Book Review:
How to Be the World's
Smartest Traveler
Author: Christopher Elliott

Book Review by:
Roy Stevenson, www.PitchTravelWrite.com

By Roy Stevenson

People have started traveling more and more frequently over the past four decades.  Travel is now a multi-billion dollar global industry.

As a consequence, travel is getting more and more complicated as associated businesses like travel agents, cruise lines, tour operators, rental car operators, airlines, etc, figure out more efficient ways to separate you from your travel dollars. 

Numerous books have been published to show us how to travel on a budget, or stay healthy and safe when traveling.

Similar books show us how to plan our cruises, book airline flights, and take road trips.  Other references tell us how to book hotels and resorts, or purchase travel insurance, and do the myriad other tasks of planning and consummating our travel.

But few books have attacked and compiled these thorny aspects of travel in an all-encompassing tome . . . until now.

This book review is about National Geographic’s new 2014 release, How to Be the World’s Smartest Traveler (and Save Time, Money, and Hassle), written by Christopher Elliott—Nat Geo’s resident travel expert—covers all of these important travel bases, and many others, succinctly.

After reading this book, I don’t see how a travel writer can function efficiently without it.
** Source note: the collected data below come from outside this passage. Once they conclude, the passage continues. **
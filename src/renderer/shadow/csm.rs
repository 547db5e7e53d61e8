//! Cascaded shadow maps for directional lights.
//!
//! The camera frustum is split into depth slices with the practical split
//! scheme, each slice gets its own light-space orthographic projection and a
//! depth-only render target; near slices get finer textures than far ones.

use crate::{
    math::{aabb::AxisAlignedBoundingBox, frustum::Frustum, sphere::BoundingSphere, Rect},
    renderer::{
        cache::GeometryCache,
        error::RendererError,
        framework::{
            framebuffer::{
                Attachment, AttachmentKind, ColorMask, CompareFunc, CullFace, DrawParameters,
                SharedFrameBuffer,
            },
            gpu_program::{SharedGpuProgram, UniformLocation, UniformValue},
            gpu_texture::{GpuTextureDescriptor, GpuTextureKind, PixelKind, SharedGpuTexture},
            server::SharedGraphicsServer,
        },
        RenderPassStatistics, SurfaceInstance,
    },
    scene::{camera::Camera, light::DirectionalLight},
    settings::{CsmSettings, FrustumBoundStrategy, ShadowMapPrecision},
};
use nalgebra::{Matrix4, Point3, Vector3};

/// Number of cascades. The split scheme, the per-cascade resolutions and the
/// lighting shader all assume exactly this many.
pub const NUM_CASCADES: usize = 4;

/// Computes `count + 1` split distances from `z_near` to `z_far` using the
/// practical split scheme: a `lambda`-weighted blend of uniform and
/// logarithmic splits. The result is strictly increasing and its last value
/// is exactly `z_far`; a non-positive `z_near` is clamped to a small epsilon.
pub fn compute_split_values(count: usize, z_near: f32, z_far: f32, lambda: f32) -> Vec<f32> {
    let z_near = z_near.max(1e-3);
    let lambda = lambda.clamp(0.0, 1.0);

    let mut values = Vec::with_capacity(count + 1);
    for i in 0..=count {
        let t = i as f32 / count as f32;
        let logarithmic = z_near * (z_far / z_near).powf(t);
        let uniform = z_near + (z_far - z_near) * t;
        values.push(lambda * logarithmic + (1.0 - lambda) * uniform);
    }
    // powf drifts; the last boundary must match the camera exactly.
    values[count] = z_far;
    values
}

pub(super) fn light_up_vector(direction: Vector3<f32>) -> Vector3<f32> {
    if direction.y.abs() > 0.99 {
        Vector3::z()
    } else {
        Vector3::y()
    }
}

/// Builds the light view matrix observing `center` along `direction`.
pub fn build_light_view_matrix(center: Vector3<f32>, direction: Vector3<f32>) -> Matrix4<f32> {
    Matrix4::look_at_rh(
        &Point3::from(center - direction),
        &Point3::from(center),
        &light_up_vector(direction),
    )
}

/// Builds the light view-projection matrix for one cascade covering the
/// camera depth range `[z_near; z_far]`. The sub-frustum corners are bounded
/// in light space either by a tight AABB or by a rotation-stable sphere, and
/// the orthographic projection is matched exactly to the bound extents.
/// Returns `None` when the sub-frustum is degenerate.
pub fn build_cascade_projection(
    camera: &Camera,
    z_near: f32,
    z_far: f32,
    light_direction: Vector3<f32>,
    strategy: FrustumBoundStrategy,
) -> Option<Matrix4<f32>> {
    let projection = camera.projection_with_depth_range(z_near, z_far);
    let frustum = Frustum::from_view_projection_matrix(projection * camera.view_matrix())?;

    let light_view = build_light_view_matrix(frustum.center(), light_direction);

    let light_space_corners: Vec<Vector3<f32>> = frustum
        .corners()
        .iter()
        .map(|corner| light_view.transform_point(&Point3::from(*corner)).coords)
        .collect();

    let (left, right, bottom, top, ortho_near, mut ortho_far) = match strategy {
        FrustumBoundStrategy::Aabb => {
            let aabb = AxisAlignedBoundingBox::from_points(&light_space_corners);
            // Light space looks down -Z, so depth extents flip sign.
            (
                aabb.min.x, aabb.max.x, aabb.min.y, aabb.max.y, -aabb.max.z, -aabb.min.z,
            )
        }
        FrustumBoundStrategy::Sphere => {
            let sphere = BoundingSphere::from_points(&light_space_corners);
            let c = sphere.center;
            let r = sphere.radius;
            (
                c.x - r,
                c.x + r,
                c.y - r,
                c.y + r,
                -(c.z + r),
                -(c.z - r),
            )
        }
    };

    if right <= left || top <= bottom {
        return None;
    }
    if ortho_far <= ortho_near {
        // Flat slice; push the far plane out so the projection stays valid.
        ortho_far = ortho_near + 10.0 * f32::EPSILON * ortho_near.abs().max(1.0);
    }

    let ortho = Matrix4::new_orthographic(left, right, bottom, top, ortho_near, ortho_far);
    Some(ortho * light_view)
}

/// An immutable snapshot of one rendered cascade, consumed by the lighting
/// pass.
#[derive(Clone)]
pub struct ShadowCascade {
    /// Camera-space depth where this cascade ends.
    pub z_far: f32,
    /// Light view-projection the cascade was rendered with.
    pub view_projection: Matrix4<f32>,
    /// Depth texture holding the cascade.
    pub texture: SharedGpuTexture,
}

/// A full set of rendered cascades.
#[derive(Clone)]
pub struct CascadedShadowMap {
    cascades: Vec<ShadowCascade>,
}

impl CascadedShadowMap {
    /// Wraps rendered cascades.
    ///
    /// # Panics
    ///
    /// Panics when `cascades` does not contain exactly [`NUM_CASCADES`]
    /// entries; producing a partial set is a programming error, not a runtime
    /// condition.
    pub fn new(cascades: Vec<ShadowCascade>) -> Self {
        assert_eq!(cascades.len(), NUM_CASCADES);
        Self { cascades }
    }

    /// The cascades, near to far.
    pub fn cascades(&self) -> &[ShadowCascade] {
        &self.cascades
    }
}

struct Cascade {
    framebuffer: SharedFrameBuffer,
    texture: SharedGpuTexture,
    size: usize,
}

impl Cascade {
    fn new(
        server: &SharedGraphicsServer,
        size: usize,
        precision: ShadowMapPrecision,
    ) -> Result<Self, RendererError> {
        let pixel_kind = match precision {
            ShadowMapPrecision::Half => PixelKind::D16,
            ShadowMapPrecision::Full => PixelKind::D32F,
        };
        let texture = server.create_texture(GpuTextureDescriptor::render_target(
            GpuTextureKind::Rectangle {
                width: size,
                height: size,
            },
            pixel_kind,
        ))?;
        let framebuffer = server.create_frame_buffer(
            Some(Attachment {
                kind: AttachmentKind::Depth,
                texture: texture.clone(),
            }),
            Vec::new(),
        )?;
        Ok(Self {
            framebuffer,
            texture,
            size,
        })
    }
}

/// Renders the cascaded shadow map for the first directional light of a
/// frame.
pub struct CsmRenderer {
    cascades: Vec<Cascade>,
    program: SharedGpuProgram,
    world_view_projection: UniformLocation,
}

impl CsmRenderer {
    /// Allocates the per-cascade render targets and the depth-only program.
    /// The base texture size halves towards the far cascades.
    pub fn new(server: &SharedGraphicsServer, settings: &CsmSettings) -> Result<Self, RendererError> {
        let program = server.create_program(
            "ShadowMapShader",
            include_str!("../shaders/shadow_map_vs.glsl"),
            include_str!("../shaders/shadow_map_fs.glsl"),
        )?;
        let world_view_projection = program.uniform_location("worldViewProjection")?;

        let base = settings.size.max(2);
        let sizes = [base, base / 2, base / 4, base / 4];
        debug_assert_eq!(sizes.len(), NUM_CASCADES);

        let cascades = sizes
            .iter()
            .map(|size| Cascade::new(server, *size, settings.precision))
            .collect::<Result<Vec<_>, _>>()?;

        Ok(Self {
            cascades,
            program,
            world_view_projection,
        })
    }

    /// Depth textures of the cascades, near to far, for diagnostic display.
    pub fn cascade_textures(&self) -> Vec<SharedGpuTexture> {
        self.cascades
            .iter()
            .map(|cascade| cascade.texture.clone())
            .collect()
    }

    /// Renders every cascade and returns the snapshot for the lighting pass.
    /// Alpha-blended surfaces are skipped; everything else is drawn with
    /// front-face culling (both faces for double-sided materials).
    pub fn render(
        &self,
        camera: &Camera,
        light: &DirectionalLight,
        instances: &[SurfaceInstance],
        geometry_cache: &mut GeometryCache,
        settings: &CsmSettings,
    ) -> Result<(CascadedShadowMap, RenderPassStatistics), RendererError> {
        let mut statistics = RenderPassStatistics::default();

        let splits = compute_split_values(
            NUM_CASCADES,
            camera.z_near(),
            camera.z_far(),
            settings.split_lambda,
        );

        let mut snapshots = Vec::with_capacity(NUM_CASCADES);
        for (i, cascade) in self.cascades.iter().enumerate() {
            let view_projection = build_cascade_projection(
                camera,
                splits[i],
                splits[i + 1],
                light.direction(),
                settings.bound_strategy,
            )
            .unwrap_or_else(|| {
                log::warn!("degenerate sub-frustum for cascade {i}, rendering empty cascade");
                Matrix4::identity()
            });

            let viewport = Rect::new(0, 0, cascade.size as i32, cascade.size as i32);
            cascade.framebuffer.clear(viewport, None, Some(1.0), None);

            for instance in instances {
                if !instance.material.casts_shadows() {
                    continue;
                }

                let geometry = geometry_cache.get(&instance.data)?;
                statistics += cascade.framebuffer.draw(
                    &geometry,
                    viewport,
                    &self.program,
                    &DrawParameters {
                        cull_face: if instance.material.double_sided {
                            None
                        } else {
                            Some(CullFace::Front)
                        },
                        color_write: ColorMask::all(false),
                        depth_write: true,
                        depth_test: Some(CompareFunc::Less),
                        stencil_test: None,
                        blend: None,
                    },
                    &[(
                        self.world_view_projection.clone(),
                        UniformValue::Matrix4(view_projection * instance.world),
                    )],
                );
            }

            snapshots.push(ShadowCascade {
                z_far: splits[i + 1],
                view_projection,
                texture: cascade.texture.clone(),
            });
        }

        Ok((CascadedShadowMap::new(snapshots), statistics))
    }
}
It’s as close to a panacea for the multiple problems that crop up while you’re traveling, as you’ll ever find in print.

And travel writers are not immune to the vagaries of travel!  Having the title of travel writer on your business card does not guarantee your travels will be smooth and safe.  Stuff is going to happen when you’re on the road—usually when you’re not expecting it.

Peter Greenberg’s Travel Detective (2001) was an early pioneer in this field covering several travel topics, but Elliott’s new release is far more comprehensive, and, of course, up-to-date.

Each of How to be the World’s Smartest Traveler’s 22 chapters is kept short-and-sweet, with plenty of sub-headings.  This concession to rapidly failing middle-aged eyes is much appreciated.  So is the clearly written advice on organizing and implementing your excursions, whether it’s regional, national, or international.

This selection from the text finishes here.